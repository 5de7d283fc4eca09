use std::path::PathBuf;
use thiserror::Error;

/// Errors returned synchronously by the relay.
///
/// Problems that happen while streaming (transcoder diagnostics, malformed
/// bytes) are reported as [`RelayEvent::Error`](super::RelayEvent::Error)
/// instead.
#[derive(Debug, Error)]
pub enum RelayError {
    /// The transcoder executable could not be spawned.
    #[error("failed to launch transcoder {}: {source}", path.display())]
    LaunchFailure {
        path: PathBuf,
        #[source]
        source: std::io::Error,
    },

    #[error("invalid relay configuration: {0}")]
    InvalidConfig(String),

    /// Not of the form `<channel>-<token1>-<token2>`.
    #[error("invalid access token")]
    InvalidAccessToken,

    #[error("unknown resolution {0:?} (expected one of 1080p, 720p, 540p, 360p)")]
    UnknownResolution(String),
}
use anyhow::{Context, Result};
use serde::Serialize;
use std::collections::HashMap;
use std::fs::{self, File};
use std::io::{BufWriter, Write};
use std::path::PathBuf;
use tokio::sync::mpsc;
use tracing::{debug, info, warn};

use crate::mux::{Segment, SegmentKind};
use crate::relay::RelayEvent;

/// Recorder configuration
#[derive(Debug, Clone)]
pub struct RecorderConfig {
    /// Output directory for track files
    pub output_dir: PathBuf,
    /// Prefix of every file name (the relay client id)
    pub stream_id: String,
}

impl RecorderConfig {
    pub fn new(stream_id: String, output_dir: PathBuf) -> Self {
        Self {
            output_dir,
            stream_id,
        }
    }
}

/// Metadata for one written track file
#[derive(Debug, Clone, Serialize)]
pub struct TrackFileMetadata {
    pub track_id: u32,
    /// Incremented each time the track is re-initialised (relay restart)
    pub part: usize,
    pub mime_type: String,
    pub file_path: PathBuf,
    /// Media segments written, the init segment excluded
    pub segment_count: usize,
    pub bytes: u64,
}

/// Writes relay segments to one playable fMP4 file per track.
///
/// A track's init segment opens a new file; its media segments are
/// appended until the next init segment (after a restart) or the end of
/// the event stream.
pub struct SegmentRecorder {
    config: RecorderConfig,
    writers: HashMap<u32, TrackWriter>,
    parts: HashMap<u32, usize>,
}

impl SegmentRecorder {
    pub fn new(config: RecorderConfig) -> Result<Self> {
        fs::create_dir_all(&config.output_dir).with_context(|| {
            format!(
                "Failed to create output directory: {:?}",
                config.output_dir
            )
        })?;

        info!(
            "Segment recorder initialized: {} -> {:?}",
            config.stream_id, config.output_dir
        );

        Ok(Self {
            config,
            writers: HashMap::new(),
            parts: HashMap::new(),
        })
    }

    /// Consume relay events until the channel closes
    pub async fn record(
        &mut self,
        mut events: mpsc::UnboundedReceiver<RelayEvent>,
    ) -> Result<Vec<TrackFileMetadata>> {
        let mut metadata = Vec::new();

        while let Some(event) = events.recv().await {
            match event {
                RelayEvent::Segment(segment) => {
                    if let Some(finished) = self.write_segment(&segment)? {
                        metadata.push(finished);
                    }
                }
                RelayEvent::Error(message) => warn!("Relay: {}", message),
                RelayEvent::End => {
                    info!("Relay stream ended");
                    metadata.extend(self.finish_all()?);
                }
            }
        }

        metadata.extend(self.finish_all()?);

        info!("Recording complete: {} track files saved", metadata.len());

        Ok(metadata)
    }

    /// Write one segment; returns the metadata of a file closed by a new
    /// init segment.
    fn write_segment(&mut self, segment: &Segment) -> Result<Option<TrackFileMetadata>> {
        match segment.kind {
            SegmentKind::Init => {
                let finished = match self.writers.remove(&segment.track_id) {
                    Some(writer) => Some(writer.finish()?),
                    None => None,
                };

                let mut writer = self.start_track_file(segment)?;
                writer.write(&segment.payload)?;
                self.writers.insert(segment.track_id, writer);
                Ok(finished)
            }
            SegmentKind::Media => {
                match self.writers.get_mut(&segment.track_id) {
                    Some(writer) => {
                        writer.write(&segment.payload)?;
                        writer.metadata.segment_count += 1;
                    }
                    None => debug!(
                        "Dropping segment {} of uninitialised track {}",
                        segment.sequence, segment.track_id
                    ),
                }
                Ok(None)
            }
        }
    }

    fn start_track_file(&mut self, segment: &Segment) -> Result<TrackWriter> {
        let part = self.parts.entry(segment.track_id).or_insert(0);
        let file_name = if *part == 0 {
            format!("{}-track-{}.mp4", self.config.stream_id, segment.track_id)
        } else {
            format!(
                "{}-track-{}-part-{:03}.mp4",
                self.config.stream_id, segment.track_id, part
            )
        };

        let writer = TrackWriter::new(
            self.config.output_dir.join(file_name),
            segment.track_id,
            *part,
            segment.track.mime_type.clone(),
        )?;
        *part += 1;

        Ok(writer)
    }

    fn finish_all(&mut self) -> Result<Vec<TrackFileMetadata>> {
        let mut track_ids: Vec<u32> = self.writers.keys().copied().collect();
        track_ids.sort_unstable();

        let mut finished = Vec::new();
        for track_id in track_ids {
            if let Some(writer) = self.writers.remove(&track_id) {
                finished.push(writer.finish()?);
            }
        }
        Ok(finished)
    }
}

/// Writes a single track file to disk
struct TrackWriter {
    writer: Option<BufWriter<File>>,
    metadata: TrackFileMetadata,
}

impl TrackWriter {
    fn new(file_path: PathBuf, track_id: u32, part: usize, mime_type: String) -> Result<Self> {
        let file = File::create(&file_path)
            .with_context(|| format!("Failed to create track file: {:?}", file_path))?;

        Ok(Self {
            writer: Some(BufWriter::new(file)),
            metadata: TrackFileMetadata {
                track_id,
                part,
                mime_type,
                file_path,
                segment_count: 0,
                bytes: 0,
            },
        })
    }

    fn write(&mut self, payload: &[u8]) -> Result<()> {
        if let Some(writer) = &mut self.writer {
            writer
                .write_all(payload)
                .with_context(|| format!("Failed to write {:?}", self.metadata.file_path))?;
            self.metadata.bytes += payload.len() as u64;
        }
        Ok(())
    }

    fn finish(mut self) -> Result<TrackFileMetadata> {
        if let Some(mut writer) = self.writer.take() {
            writer.flush().context("Failed to flush track file")?;
        }

        info!(
            "Track {} file complete: {:?} ({} segments, {} bytes)",
            self.metadata.track_id,
            self.metadata.file_path,
            self.metadata.segment_count,
            self.metadata.bytes
        );

        Ok(self.metadata.clone())
    }
}

impl Drop for TrackWriter {
    fn drop(&mut self) {
        if let Some(mut writer) = self.writer.take() {
            if let Err(e) = writer.flush() {
                warn!("Failed to flush track file on drop: {}", e);
            }
        }
    }
}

-------

→ **WORK ITEM**: Reprint the whole listing above exactly.

→ **ANSWER SECTION**:
repository 5de7d283fc4eca09
use std::path::PathBuf;
use thiserror::Error;

/// Errors returned synchronously by the relay.
///
/// Problems that happen while streaming (transcoder diagnostics, malformed
/// bytes) are reported as [`RelayEvent::Error`](super::RelayEvent::Error)
/// instead.
#[derive(Debug, Error)]
pub enum RelayError {
    /// The transcoder executable could not be spawned.
    #[error("failed to launch transcoder {}: {source}", path.display())]
    LaunchFailure {
        path: PathBuf,
        #[source]
        source: std::io::Error,
    },

    #[error("invalid relay configuration: {0}")]
    InvalidConfig(String),

    /// Not of the form `<channel>-<token1>-<token2>`.
    #[error("invalid access token")]
    InvalidAccessToken,

    #[error("unknown resolution {0:?} (expected one of 1080p, 720p, 540p, 360p)")]
    UnknownResolution(String),
}
use anyhow::{Context, Result};
use serde::Serialize;
use std::collections::HashMap;
use std::fs::{self, File};
use std::io::{BufWriter, Write};
use std::path::PathBuf;
use tokio::sync::mpsc;
use tracing::{debug, info, warn};

use crate::mux::{Segment, SegmentKind};
use crate::relay::RelayEvent;

/// Recorder configuration
#[derive(Debug, Clone)]
pub struct RecorderConfig {
    /// Output directory for track files
    pub output_dir: PathBuf,
    /// Prefix of every file name (the relay client id)
    pub stream_id: String,
}

impl RecorderConfig {
    pub fn new(stream_id: String, output_dir: PathBuf) -> Self {
        Self {
            output_dir,
            stream_id,
        }
    }
}

/// Metadata for one written track file
#[derive(Debug, Clone, Serialize)]
pub struct TrackFileMetadata {
    pub track_id: u32,
    /// Incremented each time the track is re-initialised (relay restart)
    pub part: usize,
    pub mime_type: String,
    pub file_path: PathBuf,
    /// Media segments written, the init segment excluded
    pub segment_count: usize,
    pub bytes: u64,
}

/// Writes relay segments to one playable fMP4 file per track.
///
/// A track's init segment opens a new file; its media segments are
/// appended until the next init segment (after a restart) or the end of
/// the event stream.
pub struct SegmentRecorder {
    config: RecorderConfig,
    writers: HashMap<u32, TrackWriter>,
    parts: HashMap<u32, usize>,
}

impl SegmentRecorder {
    pub fn new(config: RecorderConfig) -> Result<Self> {
        fs::create_dir_all(&config.output_dir).with_context(|| {
            format!(
                "Failed to create output directory: {:?}",
                config.output_dir
            )
        })?;

        info!(
            "Segment recorder initialized: {} -> {:?}",
            config.stream_id, config.output_dir
        );

        Ok(Self {
            config,
            writers: HashMap::new(),
            parts: HashMap::new(),
        })
    }

    /// Consume relay events until the channel closes
    pub async fn record(
        &mut self,
        mut events: mpsc::UnboundedReceiver<RelayEvent>,
    ) -> Result<Vec<TrackFileMetadata>> {
        let mut metadata = Vec::new();

        while let Some(event) = events.recv().await {
            match event {
                RelayEvent::Segment(segment) => {
                    if let Some(finished) = self.write_segment(&segment)? {
                        metadata.push(finished);
                    }
                }
                RelayEvent::Error(message) => warn!("Relay: {}", message),
                RelayEvent::End => {
                    info!("Relay stream ended");
                    metadata.extend(self.finish_all()?);
                }
            }
        }

        metadata.extend(self.finish_all()?);

        info!("Recording complete: {} track files saved", metadata.len());

        Ok(metadata)
    }

    /// Write one segment; returns the metadata of a file closed by a new
    /// init segment.
    fn write_segment(&mut self, segment: &Segment) -> Result<Option<TrackFileMetadata>> {
        match segment.kind {
            SegmentKind::Init => {
                let finished = match self.writers.remove(&segment.track_id) {
                    Some(writer) => Some(writer.finish()?),
                    None => None,
                };

                let mut writer = self.start_track_file(segment)?;
                writer.write(&segment.payload)?;
                self.writers.insert(segment.track_id, writer);
                Ok(finished)
            }
            SegmentKind::Media => {
                match self.writers.get_mut(&segment.track_id) {
                    Some(writer) => {
                        writer.write(&segment.payload)?;
                        writer.metadata.segment_count += 1;
                    }
                    None => debug!(
                        "Dropping segment {} of uninitialised track {}",
                        segment.sequence, segment.track_id
                    ),
                }
                Ok(None)
            }
        }
    }

    fn start_track_file(&mut self, segment: &Segment) -> Result<TrackWriter> {
        let part = self.parts.entry(segment.track_id).or_insert(0);
        let file_name = if *part == 0 {
            format!("{}-track-{}.mp4", self.config.stream_id, segment.track_id)
        } else {
            format!(
                "{}-track-{}-part-{:03}.mp4",
                self.config.stream_id, segment.track_id, part
            )
        };

        let writer = TrackWriter::new(
            self.config.output_dir.join(file_name),
            segment.track_id,
            *part,
            segment.track.mime_type.clone(),
        )?;
        *part += 1;

        Ok(writer)
    }

    fn finish_all(&mut self) -> Result<Vec<TrackFileMetadata>> {
        let mut track_ids: Vec<u32> = self.writers.keys().copied().collect();
        track_ids.sort_unstable();

        let mut finished = Vec::new();
        for track_id in track_ids {
            if let Some(writer) = self.writers.remove(&track_id) {
                finished.push(writer.finish()?);
            }
        }
        Ok(finished)
    }
}

/// Writes a single track file to disk
struct TrackWriter {
    writer: Option<BufWriter<File>>,
    metadata: TrackFileMetadata,
}

impl TrackWriter {
    fn new(file_path: PathBuf, track_id: u32, part: usize, mime_type: String) -> Result<Self> {
        let file = File::create(&file_path)
            .with_context(|| format!("Failed to create track file: {:?}", file_path))?;

        Ok(Self {
            writer: Some(BufWriter::new(file)),
            metadata: TrackFileMetadata {
                track_id,
                part,
                mime_type,
                file_path,
                segment_count: 0,
                bytes: 0,
            },
        })
    }

    fn write(&mut self, payload: &[u8]) -> Result<()> {
        if let Some(writer) = &mut self.writer {
            writer
                .write_all(payload)
                .with_context(|| format!("Failed to write {:?}", self.metadata.file_path))?;
            self.metadata.bytes += payload.len() as u64;
        }
        Ok(())
    }

    fn finish(mut self) -> Result<TrackFileMetadata> {
        if let Some(mut writer) = self.writer.take() {
            writer.flush().context("Failed to flush track file")?;
        }

        info!(
            "Track {} file complete: {:?} ({} segments, {} bytes)",
            self.metadata.track_id,
            self.metadata.file_path,
            self.metadata.segment_count,
            self.metadata.bytes
        );

        Ok(self.metadata.clone())
    }
}

impl Drop for TrackWriter {
    fn drop(&mut self) {
        if let Some(mut writer) = self.writer.take() {
            if let Err(e) = writer.flush() {
                warn!("Failed to flush track file on drop: {}", e);
            }
        }
    }
}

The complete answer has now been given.